Granted, the insurance companies would take a huge hit, as would some of the more bloated provider networks, but overall it would be good for capitalist profits.

So you would think that most capitalists would support thorough-going health care reform. But the problem is that loss of control. If you're hiring labor, you want people to be economically insecure so as to maximize their dependence on the employer, thereby to ensure that they will take jobs at less pay. Holding the loss of health insurance over someone's head is a great tool for disciplining labor. So most of capital opposes thorough-going reform, and also acted to keep last year's reform from being "too" generous to the working class.

They oppose extended unemployment benefits for the same reason. They want more incentives for people to work for them for less pay. When they talk about "creating jobs," those are the kinds of jobs they're talking about: lower-wage, fewer benefits, no pension. People who blame environmental regulations or unions for destroying jobs are, in the final analysis, operating from the kind of logic that would force us all to accept the kinds of conditions that workers have in places like Indonesia. Hey, it's a job!

There is also the ideological angle. Good government programs that benefit the working-class majority set a "bad" example for the rest of the economy. If government covered health care for everyone, doing a much better job than the private health insurance industry (as it does in every other rich country), then that would set a bad example, because people would start demanding more of corporations in other sectors of the economy.

EdHeath said...

I would suggest that there will be more than one effect on the labor market. Removing the ability of health insurance companies to exclude people with pre-existing conditions and removing lifetime maximums will mean that people who might have been unable to get insurance or who might have lost their insurance when they got sick will now have insurance, and potentially be able to return to work after medical treatment.
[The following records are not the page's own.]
//! gps.rs — GPS receiver adapter interface
//!
//! The time base only needs fixes and PPS edges; everything device-specific
//! (gpsd sockets, u-blox binary, raw NMEA) lives behind this trait and is
//! provided by the deployment. A deterministic scripted device backs the
//! time-base tests.

use chrono::{DateTime, Utc};

use crate::error::{PipelineError, Result};

// ── Data types ────────────────────────────────────────────────────────────────

#[derive(Debug, Clone, Copy, PartialEq, Eq)]
pub enum GpsFixKind {
    NoFix,
    Fix2D,
    Fix3D,
}

/// Latest navigation solution from the receiver.
#[derive(Debug, Clone)]
pub struct GpsData {
    pub latitude: f64,
    pub longitude: f64,
    pub altitude: f64,
    /// UTC time of the fix
    pub time: DateTime<Utc>,
    pub fix: GpsFixKind,
    pub hdop: f64,
    pub pdop: f64,
    pub vdop: f64,
    pub satellites: u32,
    /// Per-satellite SNR, dB-Hz
    pub satellite_snr: Vec<f64>,
}

impl GpsData {
    pub fn has_fix(&self) -> bool {
        self.fix != GpsFixKind::NoFix
    }

    /// Fix time as nanoseconds since the Unix epoch.
    pub fn time_ns(&self) -> u64 {
        self.time.timestamp_nanos_opt().unwrap_or(0).max(0) as u64
    }
}

/// Supported adapter backends, selected by a case-insensitive name.
#[derive(Debug, Clone, Copy, PartialEq, Eq)]
pub enum GpsDeviceKind {
    Gpsd,
    Ublox,
    Nmea,
}

impl GpsDeviceKind {
    pub fn parse(name: &str) -> Result<Self> {
        match name.to_ascii_uppercase().as_str() {
            "GPSD" => Ok(Self::Gpsd),
            "UBLOX" => Ok(Self::Ublox),
            "NMEA" => Ok(Self::Nmea),
            other => Err(PipelineError::Configuration(format!(
                "unknown GPS device type '{other}'"
            ))),
        }
    }
}

pub type DataCallback = Box<dyn Fn(&GpsData) + Send + Sync>;
pub type PpsCallback = Box<dyn Fn(u64) + Send + Sync>;

// ── Device trait ──────────────────────────────────────────────────────────────

/// Contract for a GPS receiver adapter. Implementations deliver navigation
/// data and PPS edge timestamps through the registered callbacks.
pub trait GpsDevice: Send {
    fn open(&mut self, path: &str) -> Result<()>;
    fn close(&mut self);

    /// Most recent navigation solution, if any was received.
    fn last_data(&self) -> Option<GpsData>;

    fn register_data_callback(&mut self, callback: DataCallback);
    fn register_pps_callback(&mut self, callback: PpsCallback);

    /// Select the hardware pin carrying the PPS edge, where applicable.
    fn set_pps_input_pin(&mut self, _pin: u32) -> Result<()> {
        Ok(())
    }

    /// Backend-specific key/value configuration.
    fn configure(&mut self, key: &str, value: &str) -> Result<()>;

    /// Fixed latency between the true PPS edge and its reported timestamp.
    fn pps_offset_ns(&self) -> f64 {
        0.0
    }
}


#[cfg(test)]
mod tests {
    use super::*;

    #[test]
    fn device_kind_parsing_is_case_insensitive() {
        assert_eq!(GpsDeviceKind::parse("gpsd").unwrap(), GpsDeviceKind::Gpsd);
        assert_eq!(GpsDeviceKind::parse("UBLOX").unwrap(), GpsDeviceKind::Ublox);
        assert_eq!(GpsDeviceKind::parse("Nmea").unwrap(), GpsDeviceKind::Nmea);
        assert!(GpsDeviceKind::parse("sirf").is_err());
    }
}
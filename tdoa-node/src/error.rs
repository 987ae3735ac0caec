//! error.rs — pipeline error taxonomy
//!
//! Component-local failures are reported through `Result` and status; only
//! contract violations (null input where non-null is required) are distinguished
//! from data-dependent failures.

use thiserror::Error;

#[derive(Debug, Error)]
pub enum PipelineError {
    /// Bad configuration value or unknown component/solver kind
    #[error("configuration: {0}")]
    Configuration(String),

    /// Input violated a precondition (empty signal, out-of-range slice, ...)
    #[error("precondition: {0}")]
    Precondition(String),

    /// Queue or pool full under a non-blocking backpressure policy
    #[error("capacity: {0}")]
    Capacity(String),

    /// Receiver geometry too degenerate even for the SVD fallback
    #[error("geometry: {0}")]
    Geometry(String),

    /// Iterative solver hit its iteration cap
    #[error("convergence: {0}")]
    Convergence(String),

    /// Time base lost its reference or drifted over threshold
    #[error("synchronization: {0}")]
    Synchronization(String),

    /// Measurement rejected by statistical validation
    #[error("validation: {0}")]
    Validation(String),

    /// Transport send/receive failure
    #[error("transport: {0}")]
    Transport(#[from] std::io::Error),
}

pub type Result<T> = std::result::Result<T, PipelineError>;
impl TimeReferenceProtocol {
    pub fn new(
        time_base: Arc<TimeBase>,
        transport: Arc<UdpTransport>,
        config: ProtocolConfig,
    ) -> (Arc<Self>, mpsc::UnboundedReceiver<AlertPayload>) {
        let (alerts_tx, alerts_rx) = mpsc::unbounded_channel();
        let protocol = Arc::new(Self {
            time_base,
            transport,
            config,
            state: Mutex::new(ProtocolState {
                peers: HashMap::new(),
                last_sequences: HashMap::new(),
                stats: ProtocolStatistics::default(),
                consensus_active: false,
                last_reference_broadcast_ns: 0,
                last_status_broadcast_ns: 0,
            }),
            running: AtomicBool::new(false),
            alerts_tx,
        });
        (protocol, alerts_rx)
    }

    /// Spawn the receive and periodic tasks.
    pub fn start(self: &Arc<Self>, mut incoming: mpsc::Receiver<Incoming>) {
        if self.running.swap(true, Ordering::SeqCst) {
            return;
        }
        let recv_proto = self.clone();
        tokio::spawn(async move {
            while let Some(incoming) = incoming.recv().await {
                recv_proto.handle_message(incoming.message, incoming.from).await;
            }
            debug!("protocol receive loop ended");
        });

        let tick_proto = self.clone();
        tokio::spawn(async move {
            let mut ticker = tokio::time::interval(Duration::from_millis(100));
            while tick_proto.running.load(Ordering::SeqCst) {
                ticker.tick().await;
                tick_proto.tick(now_ns()).await;
            }
        });
        info!("time-reference protocol started as '{}'", self.transport.node_id());
    }

    pub fn stop(&self) {
        self.running.store(false, Ordering::SeqCst);
    }

    pub fn statistics(&self) -> ProtocolStatistics {
        self.state.lock().unwrap().stats.clone()
    }

    pub fn peer(&self, node_id: &str) -> Option<PeerState> {
        self.state.lock().unwrap().peers.get(node_id).cloned()
    }

    pub fn peers(&self) -> HashMap<String, PeerState> {
        self.state.lock().unwrap().peers.clone()
    }

    /// Signed remote − local clock difference in ns, with combined
    /// uncertainty, from the peer's last reference.
    pub fn time_difference_to(&self, node_id: &str) -> Option<(f64, f64)> {
        let remote = self.state.lock().unwrap().peers.get(node_id)?.last_reference.clone()?;
        let local = self.time_base.time_reference();
        Some(TimeBase::time_difference(&local, &remote))
    }

    /// Begin a consensus round: broadcast a proposal carrying the local
    /// reference. Votes are collected and counted; no clock adjustment is
    /// applied from the round.
    pub async fn initiate_consensus(&self) -> bool {
        {
            let mut state = self.state.lock().unwrap();
            if state.consensus_active {
                return false;
            }
            state.consensus_active = true;
            state.stats.consensus_rounds += 1;
        }
        let reference = self.time_base.time_reference();
        self.broadcast(MessageType::ConsensusProposal, to_json(&reference)).await;
        true
    }

    /// Force an immediate reference broadcast.
    pub async fn broadcast_time_reference(&self) -> bool {
        self.state.lock().unwrap().stats.references_sent += 1;
        let reference = self.time_base.time_reference();
        self.broadcast(MessageType::TimeReference, to_json(&reference)).await
    }

    // ── Periodic work ─────────────────────────────────────────────────────────

    /// One scheduler step at `now`: flush due broadcasts and check peers.
    pub async fn tick(&self, now: u64) {
        let (send_reference, send_status) = {
            let mut state = self.state.lock().unwrap();
            let reference_due = now.saturating_sub(state.last_reference_broadcast_ns)
                >= self.config.reference_interval.as_nanos() as u64;
            let status_due = now.saturating_sub(state.last_status_broadcast_ns)
                >= self.config.status_interval.as_nanos() as u64;
            if reference_due {
                state.last_reference_broadcast_ns = now;
            }
            if status_due {
                state.last_status_broadcast_ns = now;
            }
            (reference_due, status_due)
        };

        if send_reference {
            self.broadcast_time_reference().await;
        }
        if send_status {
            let status = self.time_base.node_status(self.transport.node_id());
            self.broadcast(MessageType::StatusUpdate, to_json(&status)).await;
        }
        self.check_peer_health(now).await;
    }

    /// Flag peers that report a bad status, blown uncertainty, or have gone
    /// silent; clears the flag when they recover.
    async fn check_peer_health(&self, now: u64) {
        let mut alerts = Vec::new();
        {
            let mut state = self.state.lock().unwrap();
            for peer in state.peers.values_mut() {
                let stale =
                    (now.saturating_sub(peer.last_seen_ns)) as f64 / 1.0e9 > self.config.stale_after_s;
                let unhealthy = peer
                    .status
                    .as_ref()
                    .map(|s| {
                        matches!(s.sync_status, SyncStatus::Error | SyncStatus::Holdover)
                            || s.uncertainty_ns > self.config.degraded_uncertainty_ns
                    })
                    .unwrap_or(false);

                let degraded = stale || unhealthy;
                if degraded && !peer.degraded {
                    peer.degraded = true;
                    let reason = if stale { "silent" } else { "degraded sync" };
                    alerts.push(AlertPayload {
                        node_id: peer.node_id.clone(),
                        message: format!("peer '{}' is {reason}", peer.node_id),
                    });
                } else if !degraded && peer.degraded {
                    peer.degraded = false;
                    info!("peer '{}' recovered", peer.node_id);
                }
            }
        }

        for alert in alerts {
            warn!("time sync alert: {}", alert.message);
            let _ = self.alerts_tx.send(alert.clone());
            self.state.lock().unwrap().stats.alerts_sent += 1;
            self.broadcast(MessageType::Alert, to_json(&alert)).await;
        }
    }

    // ── Inbound ───────────────────────────────────────────────────────────────

    async fn handle_message(&self, message: ProtocolMessage, _from: SocketAddr) {
        let now = now_ns();
        {
            let mut state = self.state.lock().unwrap();
            state.stats.messages_received += 1;

            // Duplicate rejection: out-of-order is fine, same sequence twice
            // from one sender is not.
            match state.last_sequences.get(&message.source_id) {
                Some(last) if *last == message.sequence => {
                    state.stats.messages_rejected += 1;
                    debug!(
                        "duplicate message seq {} from '{}' rejected",
                        message.sequence, message.source_id
                    );
                    return;
                }
                _ => {
                    state
                        .last_sequences
                        .insert(message.source_id.clone(), message.sequence);
                }
            }

            let peer = state.peers.entry(message.source_id.clone()).or_insert(PeerState {
                node_id: message.source_id.clone(),
                last_reference: None,
                status: None,
                last_seen_ns: now,
                degraded: false,
            });
            peer.last_seen_ns = now;
        }

        match message.msg_type {
            MessageType::TimeReference | MessageType::SyncResponse => {
                if let Some(reference) = from_json::<TimeReference>(&message.payload) {
                    let mut state = self.state.lock().unwrap();
                    state.stats.references_received += 1;
                    if let Some(peer) = state.peers.get_mut(&message.source_id) {
                        peer.last_reference = Some(reference);
                    }
                } else {
                    self.reject(&message, "unparseable time reference");
                }
            }
            MessageType::SyncRequest => {
                let reference = self.time_base.time_reference();
                self.respond(&message.source_id, MessageType::SyncResponse, to_json(&reference))
                    .await;
            }
            MessageType::StatusUpdate | MessageType::StatusResponse => {
                if let Some(status) = from_json::<NodeStatus>(&message.payload) {
                    let mut state = self.state.lock().unwrap();
                    if let Some(peer) = state.peers.get_mut(&message.source_id) {
                        peer.status = Some(status);
                    }
                } else {
                    self.reject(&message, "unparseable node status");
                }
            }
            MessageType::StatusRequest => {
                let status = self.time_base.node_status(self.transport.node_id());
                self.respond(&message.source_id, MessageType::StatusResponse, to_json(&status))
                    .await;
            }
            MessageType::ConsensusProposal => {
                let join = {
                    let mut state = self.state.lock().unwrap();
                    if state.consensus_active {
                        false
                    } else {
                        state.consensus_active = true;
                        state.stats.consensus_rounds += 1;
                        true
                    }
                };
                if join {
                    debug!("joining consensus round from '{}'", message.source_id);
                    self.respond(
                        &message.source_id,
                        MessageType::ConsensusVote,
                        to_json(&VotePayload { accept: true }),
                    )
                    .await;
                }
            }
            MessageType::ConsensusVote => {
                let mut state = self.state.lock().unwrap();
                if state.consensus_active {
                    state.stats.consensus_votes_received += 1;
                }
            }
            MessageType::Alert => {
                if let Some(alert) = from_json::<AlertPayload>(&message.payload) {
                    let mut state = self.state.lock().unwrap();
                    state.stats.alerts_received += 1;
                    drop(state);
                    warn!("alert from '{}': {}", message.source_id, alert.message);
                    let _ = self.alerts_tx.send(alert);
                }
            }
        }
    }

    // ── Outbound helpers ──────────────────────────────────────────────────────

    /// Counters track hand-off to the transport; a failed datagram is logged
    /// and retried at the next interval.
    async fn broadcast(&self, msg_type: MessageType, payload: Bytes) -> bool {
        self.state.lock().unwrap().stats.messages_sent += 1;
        let message = ProtocolMessage::broadcast(msg_type, self.transport.node_id(), payload);
        match self.transport.send(message).await {
            Ok(()) => true,
            Err(e) => {
                warn!("broadcast of {msg_type:?} failed: {e}");
                false
            }
        }
    }

    async fn respond(&self, dest: &str, msg_type: MessageType, payload: Bytes) {
        self.state.lock().unwrap().stats.messages_sent += 1;
        let message = ProtocolMessage::to(msg_type, self.transport.node_id(), dest, payload);
        if let Err(e) = self.transport.send(message).await {
            warn!("response {msg_type:?} to '{dest}' failed: {e}");
        }
    }

    fn reject(&self, message: &ProtocolMessage, reason: &str) {
        let mut state = self.state.lock().unwrap();
        state.stats.messages_rejected += 1;
        debug!("rejected {:?} from '{}': {reason}", message.msg_type, message.source_id);
    }
}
I have to say that the highest unemployment rates are among people who do not make that much money when they are working (people of color, people who do not have high schools degrees). The fact that percentage-wise these are the largest number of people looking for work makes me question the CBO's conclusion. It seems to rest on that "common sense" notion that people on welfare choose not to work, or in other words are lazy. Until you have walked a mile or even a foot in their shoes, though, I don't want to hear it. And for the record, I faced a reduced income and living on one salary and unemployment benefits a few years back. I was never so motivated to look for a job.

Ol' Froth said...

If we reduce the supply of labor, then the cost of labor might go up, and we can't have THAT!